WORK REQUIRED:
The full set of lines below has to be written out again exactly.

Saved data entries:
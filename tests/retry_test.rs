//! Integration tests for retrying whole units of work.

use db_resilience::config::DatabaseOptions;
use db_resilience::db::{EngineCache, EngineRole, NativeError, NativeErrorClass, with_retries};
use db_resilience::error::{DbError, ErrorKind};
use db_resilience::models::QueryParam;
use std::sync::atomic::{AtomicU32, Ordering};

fn fast_options(max_retries: i64) -> DatabaseOptions {
    DatabaseOptions {
        max_retries,
        retry_interval: 0,
        ..DatabaseOptions::new("sqlite://")
    }
}

#[tokio::test]
async fn test_unit_of_work_retried_after_deadlock() {
    let options = fast_options(3);
    let cache = EngineCache::new(options.clone()).unwrap();
    cache
        .session(EngineRole::Primary)
        .await
        .unwrap()
        .execute("CREATE TABLE counters (id INTEGER PRIMARY KEY, n INTEGER)", &[])
        .await
        .unwrap();

    let attempts = AtomicU32::new(0);
    with_retries(&options, || async {
        let mut session = cache.session(EngineRole::Primary).await?;
        session
            .transaction(|s| {
                Box::pin(async move {
                    s.execute("INSERT INTO counters (n) VALUES (?)", &[QueryParam::Int(1)])
                        .await?;
                    Ok::<_, DbError>(())
                })
            })
            .await?;

        // The first attempt's transaction already committed; later ones add rows too
        if attempts.fetch_add(1, Ordering::SeqCst) == 0 {
            return Err(DbError::Deadlock {
                native: NativeError::new(NativeErrorClass::Operational, "database is locked")
                    .with_code(5),
            });
        }
        Ok(())
    })
    .await
    .unwrap();

    assert_eq!(attempts.load(Ordering::SeqCst), 2);
    let rows = cache
        .session(EngineRole::Primary)
        .await
        .unwrap()
        .fetch_all("SELECT id FROM counters", &[])
        .await
        .unwrap();
    assert_eq!(rows.len(), 2);
    cache.cleanup().await;
}

#[tokio::test]
async fn test_integrity_errors_not_retried() {
    let options = fast_options(-1);
    let cache = EngineCache::new(options.clone()).unwrap();
    let mut setup = cache.session(EngineRole::Primary).await.unwrap();
    setup
        .execute("CREATE TABLE items (id INTEGER PRIMARY KEY, name TEXT UNIQUE)", &[])
        .await
        .unwrap();
    setup
        .execute("INSERT INTO items (name) VALUES (?)", &[QueryParam::from("a")])
        .await
        .unwrap();
    drop(setup);

    let attempts = AtomicU32::new(0);
    let err = with_retries(&options, || async {
        attempts.fetch_add(1, Ordering::SeqCst);
        let mut session = cache.session(EngineRole::Primary).await?;
        session
            .execute("INSERT INTO items (name) VALUES (?)", &[QueryParam::from("a")])
            .await
    })
    .await
    .unwrap_err();

    assert_eq!(err.kind(), ErrorKind::DuplicateEntry);
    assert_eq!(attempts.load(Ordering::SeqCst), 1);
    cache.cleanup().await;
}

ANSWER FOR THE TASK:
filename tests/retry_test.rs
//! Integration tests for retrying whole units of work.

use db_resilience::config::DatabaseOptions;
use db_resilience::db::{EngineCache, EngineRole, NativeError, NativeErrorClass, with_retries};
use db_resilience::error::{DbError, ErrorKind};
use db_resilience::models::QueryParam;
use std::sync::atomic::{AtomicU32, Ordering};

fn fast_options(max_retries: i64) -> DatabaseOptions {
    DatabaseOptions {
        max_retries,
        retry_interval: 0,
        ..DatabaseOptions::new("sqlite://")
    }
}

#[tokio::test]
async fn test_unit_of_work_retried_after_deadlock() {
    let options = fast_options(3);
    let cache = EngineCache::new(options.clone()).unwrap();
    cache
        .session(EngineRole::Primary)
        .await
        .unwrap()
        .execute("CREATE TABLE counters (id INTEGER PRIMARY KEY, n INTEGER)", &[])
        .await
        .unwrap();

    let attempts = AtomicU32::new(0);
    with_retries(&options, || async {
        let mut session = cache.session(EngineRole::Primary).await?;
        session
            .transaction(|s| {
                Box::pin(async move {
                    s.execute("INSERT INTO counters (n) VALUES (?)", &[QueryParam::Int(1)])
                        .await?;
                    Ok::<_, DbError>(())
                })
            })
            .await?;

        // The first attempt's transaction already committed; later ones add rows too
        if attempts.fetch_add(1, Ordering::SeqCst) == 0 {
            return Err(DbError::Deadlock {
                native: NativeError::new(NativeErrorClass::Operational, "database is locked")
                    .with_code(5),
            });
        }
        Ok(())
    })
    .await
    .unwrap();

    assert_eq!(attempts.load(Ordering::SeqCst), 2);
    let rows = cache
        .session(EngineRole::Primary)
        .await
        .unwrap()
        .fetch_all("SELECT id FROM counters", &[])
        .await
        .unwrap();
    assert_eq!(rows.len(), 2);
    cache.cleanup().await;
}

#[tokio::test]
async fn test_integrity_errors_not_retried() {
    let options = fast_options(-1);
    let cache = EngineCache::new(options.clone()).unwrap();
    let mut setup = cache.session(EngineRole::Primary).await.unwrap();
    setup
        .execute("CREATE TABLE items (id INTEGER PRIMARY KEY, name TEXT UNIQUE)", &[])
        .await
        .unwrap();
    setup
        .execute("INSERT INTO items (name) VALUES (?)", &[QueryParam::from("a")])
        .await
        .unwrap();
    drop(setup);

    let attempts = AtomicU32::new(0);
    let err = with_retries(&options, || async {
        attempts.fetch_add(1, Ordering::SeqCst);
        let mut session = cache.session(EngineRole::Primary).await?;
        session
            .execute("INSERT INTO items (name) VALUES (?)", &[QueryParam::from("a")])
            .await
    })
    .await
    .unwrap_err();

    assert_eq!(err.kind(), ErrorKind::DuplicateEntry);
    assert_eq!(attempts.load(Ordering::SeqCst), 1);
    cache.cleanup().await;
}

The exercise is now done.